[Saved entries]
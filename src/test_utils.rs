/* This Source Code Form is subject to the terms of the Mozilla Public
 * License, v. 2.0. If a copy of the MPL was not distributed with this
 * file, You can obtain one at http://mozilla.org/MPL/2.0/. */

use std::{cell::RefCell, collections::VecDeque};

use quick_xml::{de::Deserializer, Writer};
use serde::Deserialize;

use crate::{xml::XmlSerialize, HttpResponse, SoapRequest, Transport, TransportError};

/// Assert the expected result of XML serialization.
pub fn assert_serialized_content<T: XmlSerialize>(
    data: &T,
    root_tag_name: &str,
    expected_xml_content: &str,
) {
    let mut writer = Writer::new(Vec::new());
    data.serialize_as_element(&mut writer, root_tag_name)
        .unwrap();

    let buf = writer.into_inner();
    let actual_xml_content = std::str::from_utf8(buf.as_slice()).unwrap();

    assert_eq!(actual_xml_content, expected_xml_content);
}

/// Assert the expected result of XML deserialization.
pub fn assert_deserialized_content<T>(content: &str, expected: T)
where
    T: for<'a> Deserialize<'a> + Eq + std::fmt::Debug,
{
    let mut deserializer = Deserializer::from_reader(content.as_bytes());
    let deserialized_data: T = serde_path_to_error::deserialize(&mut deserializer).unwrap();
    assert_eq!(deserialized_data, expected);
}

/// Wraps the body of a response in a SOAP envelope, as sent by Exchange.
pub fn soap_envelope(body: &str) -> String {
    format!(
        r#"<?xml version="1.0" encoding="utf-8"?><s:Envelope xmlns:s="http://schemas.xmlsoap.org/soap/envelope/"><s:Header><h:ServerVersionInfo MajorVersion="15" MinorVersion="1" MajorBuildNumber="2507" MinorBuildNumber="6" Version="V2017_07_11" xmlns:h="http://schemas.microsoft.com/exchange/services/2006/types"/></s:Header><s:Body xmlns:xsi="http://www.w3.org/2001/XMLSchema-instance" xmlns:xsd="http://www.w3.org/2001/XMLSchema">{body}</s:Body></s:Envelope>"#
    )
}

/// A request captured by a [`MockTransport`].
#[derive(Clone, Debug)]
pub struct RecordedRequest {
    pub operation: &'static str,
    pub body: String,
    pub anchor_mailbox: Option<String>,
}

/// A [`Transport`] replaying canned responses in order and recording the
/// requests it receives.
#[derive(Default)]
pub struct MockTransport {
    responses: RefCell<VecDeque<Result<HttpResponse, TransportError>>>,
    requests: RefCell<Vec<RecordedRequest>>,
}

impl MockTransport {
    pub fn new() -> Self {
        Self::default()
    }

    /// Queues a 200 response with the given body wrapped in an envelope.
    pub fn respond_with(self, body: &str) -> Self {
        self.respond(HttpResponse::new(200, soap_envelope(body)))
    }

    pub fn respond(self, response: HttpResponse) -> Self {
        self.responses.borrow_mut().push_back(Ok(response));
        self
    }

    pub fn fail_with(self, err: TransportError) -> Self {
        self.responses.borrow_mut().push_back(Err(err));
        self
    }

    pub fn requests(&self) -> Vec<RecordedRequest> {
        self.requests.borrow().clone()
    }

    /// The operations sent so far, in order.
    pub fn operations(&self) -> Vec<&'static str> {
        self.requests
            .borrow()
            .iter()
            .map(|request| request.operation)
            .collect()
    }
}

impl Transport for MockTransport {
    fn send(&self, request: SoapRequest<'_>) -> Result<HttpResponse, TransportError> {
        self.requests.borrow_mut().push(RecordedRequest {
            operation: request.operation,
            body: String::from_utf8_lossy(request.body).into_owned(),
            anchor_mailbox: request.anchor_mailbox.map(str::to_owned),
        });

        self.responses.borrow_mut().pop_front().unwrap_or_else(|| {
            Err(TransportError::Other(format!(
                "no response queued for {}",
                request.operation
            )))
        })
    }
}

◆ **What is being asked**
Using the records above, pull out each line where the word "TransportError" occurs.

◆ **Solution to this problem**
use crate::{xml::XmlSerialize, HttpResponse, SoapRequest, Transport, TransportError};
    responses: RefCell<VecDeque<Result<HttpResponse, TransportError>>>,
    pub fn fail_with(self, err: TransportError) -> Self {
    fn send(&self, request: SoapRequest<'_>) -> Result<HttpResponse, TransportError> {
            Err(TransportError::Other(format!(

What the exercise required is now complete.